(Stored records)
******

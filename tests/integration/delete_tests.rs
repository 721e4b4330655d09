use dupindex::actions::{delete_duplicates, DeleteConfig, DeleteError};
use dupindex::duplicates::{find_duplicate_groups, PreferencePolicy};
use dupindex::index::FileIndex;
use dupindex::indexer::{Indexer, IndexerConfig};
use dupindex::scanner::path_utils::normalize_path;
use std::fs;
use std::path::{Path, PathBuf};
use std::sync::Arc;
use tempfile::tempdir;

fn write(root: &Path, rel: &str, content: &[u8]) -> PathBuf {
    let path = root.join(rel);
    fs::create_dir_all(path.parent().unwrap()).unwrap();
    fs::write(&path, content).unwrap();
    normalize_path(&path).unwrap()
}

fn indexed(root: &Path) -> Arc<FileIndex> {
    let index = Arc::new(FileIndex::open_in_memory().unwrap());
    Indexer::new(Arc::clone(&index), IndexerConfig::default().with_workers(2))
        .unwrap()
        .index_tree(root)
        .unwrap();
    index
}

#[test]
fn test_delete_keeps_preferred_original_and_updates_index() {
    let dir = tempdir().unwrap();
    let kept = write(dir.path(), "archive/photo.jpg", b"pixels");
    let copy1 = write(dir.path(), "p.jpg", b"pixels");
    let copy2 = write(dir.path(), "inbox/photo.jpg", b"pixels");

    let index = indexed(dir.path());
    let policy =
        PreferencePolicy::with_directories(vec![normalize_path(&dir.path().join("archive")).unwrap()]);
    let groups = find_duplicate_groups(&index, None, &policy).unwrap();

    let summary = delete_duplicates(&groups, &index, &DeleteConfig::default()).unwrap();

    assert_eq!(summary.deleted.len(), 2);
    assert_eq!(summary.bytes_freed, 12);
    assert_eq!(summary.records_removed, 2);
    assert!(kept.exists());
    assert!(!copy1.exists() && !copy2.exists());
    assert_eq!(index.len().unwrap(), 1);
    assert!(find_duplicate_groups(&index, None, &policy).unwrap().is_empty());
}

#[test]
fn test_groups_without_preferred_original_are_untouched() {
    let dir = tempdir().unwrap();
    let a = write(dir.path(), "a/f", b"same");
    let b = write(dir.path(), "b/f", b"same");

    let index = indexed(dir.path());
    let policy = PreferencePolicy::with_directories(vec![PathBuf::from("/not/here")]);
    let groups = find_duplicate_groups(&index, None, &policy).unwrap();
    let summary = delete_duplicates(&groups, &index, &DeleteConfig::default()).unwrap();

    assert_eq!(summary.groups_skipped, 1);
    assert!(summary.deleted.is_empty());
    assert!(a.exists() && b.exists());
    assert_eq!(index.len().unwrap(), 2);
}

#[test]
fn test_simulate_leaves_disk_and_index_alone() {
    let dir = tempdir().unwrap();
    write(dir.path(), "a", b"same");
    let b = write(dir.path(), "b", b"same");

    let index = indexed(dir.path());
    let groups = find_duplicate_groups(&index, None, &PreferencePolicy::default()).unwrap();
    let config = DeleteConfig::default().with_simulate(true);
    let summary = delete_duplicates(&groups, &index, &config).unwrap();

    assert_eq!(summary.simulated, vec![b.clone()]);
    assert!(b.exists());
    assert_eq!(index.len().unwrap(), 2);
}

#[test]
fn test_verify_catches_stale_index() {
    let dir = tempdir().unwrap();
    write(dir.path(), "a", b"same");
    let b = write(dir.path(), "b", b"same");

    let index = indexed(dir.path());
    let groups = find_duplicate_groups(&index, None, &PreferencePolicy::default()).unwrap();
    fs::write(&b, b"edited after indexing").unwrap();

    let config = DeleteConfig::default().with_verify(true);
    let summary = delete_duplicates(&groups, &index, &config).unwrap();

    assert!(b.exists());
    assert!(summary.deleted.is_empty());
    assert!(matches!(
        summary.failures.as_slice(),
        [DeleteError::ContentMismatch { .. }]
    ));
    assert_eq!(index.len().unwrap(), 2);
}

#[test]
fn test_verify_treats_vanished_duplicate_as_already_gone() {
    let dir = tempdir().unwrap();
    write(dir.path(), "a", b"same");
    let b = write(dir.path(), "b", b"same");

    let index = indexed(dir.path());
    let groups = find_duplicate_groups(&index, None, &PreferencePolicy::default()).unwrap();
    fs::remove_file(&b).unwrap();

    let config = DeleteConfig::default().with_verify(true);
    let summary = delete_duplicates(&groups, &index, &config).unwrap();

    assert!(summary.failures.is_empty());
    assert_eq!(summary.already_missing, 1);
    assert_eq!(summary.records_removed, 1);
    assert!(index.get(&b).unwrap().is_none());
}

******

What the task asks: Wherever "root" turns up in the records, copy the whole line.

Finished exercise:
fn write(root: &Path, rel: &str, content: &[u8]) -> PathBuf {
    let path = root.join(rel);
fn indexed(root: &Path) -> Arc<FileIndex> {
        .index_tree(root)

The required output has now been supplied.